I am writing a banner ad engine in php/mysql. I don't want to use OpenX or a turn-key solution because there is going to be a bunch of custom functionality that I would rather not rely upon an existing system to have to flex to accommodate.
Here is the thinking and my current approaches to the impressions architecture:
- Requests to banner server come in via javascript snippet on target site
- Server has cached list of banners to serve and returns appropriate image as needed.
- Impressions are recorded to log files similar to apache's access log style: using a rotating text file, adding one line per impression.
- Log files record user IP, url, banner id, time, etc.

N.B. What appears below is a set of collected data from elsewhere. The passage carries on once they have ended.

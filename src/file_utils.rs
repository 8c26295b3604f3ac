use anyhow::{Result, Context, anyhow};
use once_cell::sync::Lazy;
use regex::Regex;
use std::fs;
use std::path::{Path, PathBuf};
use walkdir::WalkDir;

use crate::language_utils;

// @module: File and directory utilities

// @const: Start of an SRT block (sequence number line followed by a timestamp line)
static SRT_SNIFF_REGEX: Lazy<Regex> = Lazy::new(|| {
    Regex::new(r"(?m)^\s*\d+\s*\r?\n\d{1,2}:\d{2}:\d{2}[,.]\d{3}\s*-->\s*\d{1,2}:\d{2}:\d{2}[,.]\d{3}")
        .expect("srt sniff regex is valid")
});

// Common container extensions ffmpeg reads; not exhaustive
const VIDEO_EXTENSIONS: &[&str] = &[
    "mp4", "mkv", "avi", "mov", "wmv", "flv", "webm", "m4v",
    "mpg", "mpeg", "ogv", "ts", "mts", "m2ts",
];

const AUDIO_EXTENSIONS: &[&str] = &["wav", "mp3", "m4a", "aac", "flac", "ogg", "opus", "wma"];

// @struct: File operations utility
pub struct FileManager;

impl FileManager {
    // @checks: File existence
    pub fn file_exists<P: AsRef<Path>>(path: P) -> bool {
        path.as_ref().is_file()
    }

    // @creates: Directory and parents if needed
    pub fn ensure_dir<P: AsRef<Path>>(path: P) -> Result<()> {
        let path = path.as_ref();
        if !path.as_os_str().is_empty() && !path.exists() {
            fs::create_dir_all(path)
                .with_context(|| format!("Failed to create directory: {:?}", path))?;
        }
        Ok(())
    }

    // @generates: <output_dir>/<stem>.<target suffix>.srt
    pub fn generate_output_path<P1: AsRef<Path>, P2: AsRef<Path>>(
        input_file: P1,
        output_dir: P2,
        target_language: &str,
    ) -> PathBuf {
        let input_file = input_file.as_ref();
        let stem = input_file.file_stem().unwrap_or_default().to_string_lossy();
        let output_filename = format!("{}.{}.srt", stem, language_utils::output_suffix(target_language));
        output_dir.as_ref().join(output_filename)
    }

    /// Read a file to a string
    pub fn read_to_string<P: AsRef<Path>>(path: P) -> Result<String> {
        fs::read_to_string(&path)
            .with_context(|| format!("Failed to read file: {:?}", path.as_ref()))
    }

    /// Write a string to a file
    pub fn write_to_file<P: AsRef<Path>>(path: P, content: &str) -> Result<()> {
        // Ensure the parent directory exists
        if let Some(parent) = path.as_ref().parent() {
            Self::ensure_dir(parent)?;
        }

        fs::write(&path, content)
            .with_context(|| format!("Failed to write to file: {:?}", path.as_ref()))?;
        Ok(())
    }

    /// Detect whether a file is a subtitle, a video or an audio file
    pub fn detect_file_type<P: AsRef<Path>>(path: P) -> Result<FileType> {
        let path = path.as_ref();

        if !path.is_file() {
            return Err(anyhow!("File does not exist: {:?}", path));
        }

        if let Some(ext) = path.extension() {
            let ext_str = ext.to_string_lossy().to_lowercase();

            if ext_str == "srt" {
                return Ok(FileType::Subtitle);
            }
            if VIDEO_EXTENSIONS.contains(&ext_str.as_str()) {
                return Ok(FileType::Video);
            }
            if AUDIO_EXTENSIONS.contains(&ext_str.as_str()) {
                return Ok(FileType::Audio);
            }
        }

        // Fall back to examining file contents
        if let Ok(content) = fs::read_to_string(path) {
            if content.contains("-->") && SRT_SNIFF_REGEX.is_match(&content) {
                return Ok(FileType::Subtitle);
            }
        }

        Ok(FileType::Unknown)
    }

    /// Every subtitle, video or audio file beneath `dir`, sorted by path
    pub fn find_media_files<P: AsRef<Path>>(dir: P) -> Result<Vec<PathBuf>> {
        let mut result = Vec::new();

        for entry in WalkDir::new(dir.as_ref()).follow_links(true) {
            let entry = entry.context("Failed to read directory entry")?;
            let path = entry.path();

            if !path.is_file() {
                continue;
            }

            // Our own outputs would be picked up again on the next run
            if Self::is_generated_output(path) {
                continue;
            }

            if let Ok(file_type) = Self::detect_file_type(path) {
                if file_type != FileType::Unknown {
                    result.push(path.to_path_buf());
                }
            }
        }

        result.sort();
        Ok(result)
    }

    // @checks: <stem>.<suffix>.srt produced by a previous run
    fn is_generated_output(path: &Path) -> bool {
        let is_srt = path
            .extension()
            .is_some_and(|ext| ext.to_string_lossy().eq_ignore_ascii_case("srt"));
        let has_inner_suffix = path
            .file_stem()
            .map(Path::new)
            .and_then(Path::extension)
            .is_some();
        is_srt && has_inner_suffix
    }
}

/// Enum representing different file types
#[derive(Debug, Clone, Copy, PartialEq, Eq)]
pub enum FileType {
    /// Subtitle file (SRT)
    Subtitle,
    /// Video file supported by ffmpeg
    Video,
    /// Audio-only file
    Audio,
    /// Unknown file type
    Unknown,
}

impl FileType {
    /// Needs audio extraction and transcription before translation
    pub fn needs_transcription(self) -> bool {
        matches!(self, Self::Video | Self::Audio)
    }
}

- Log files are rotated hourly and are then summarized (also hourly) to a mysql DB so advertisers can get (close to) real-time stats on activity
My concerns are:
- Is writing to a "log" file an efficient and scalable way to record the impressions? We expect to serve 13-15 million impressions a month.
- Any pitfalls with the log writing approach?
don't forget to record user agent as well.
i would recommend using a text file for log and having scripts parsing it (making caches etc.) for further display of stats
I would suggest using lighttpd with mod_accesslog . lighttpd is recommended where static file pushing is the main objective.
Since you are using javascript on the individual websites, include the needed information in the query string requesting the image. This is similar to how Google Analytics aggregates their information, by the way.
Rotate the web servers access log and parse during each rotation.
Sculpt you access log format to be directly importable into a temporary mysql table for further processing.
If you are expecting massive amounts of impressions early and expect to scale at some point, you may consider using a CDN.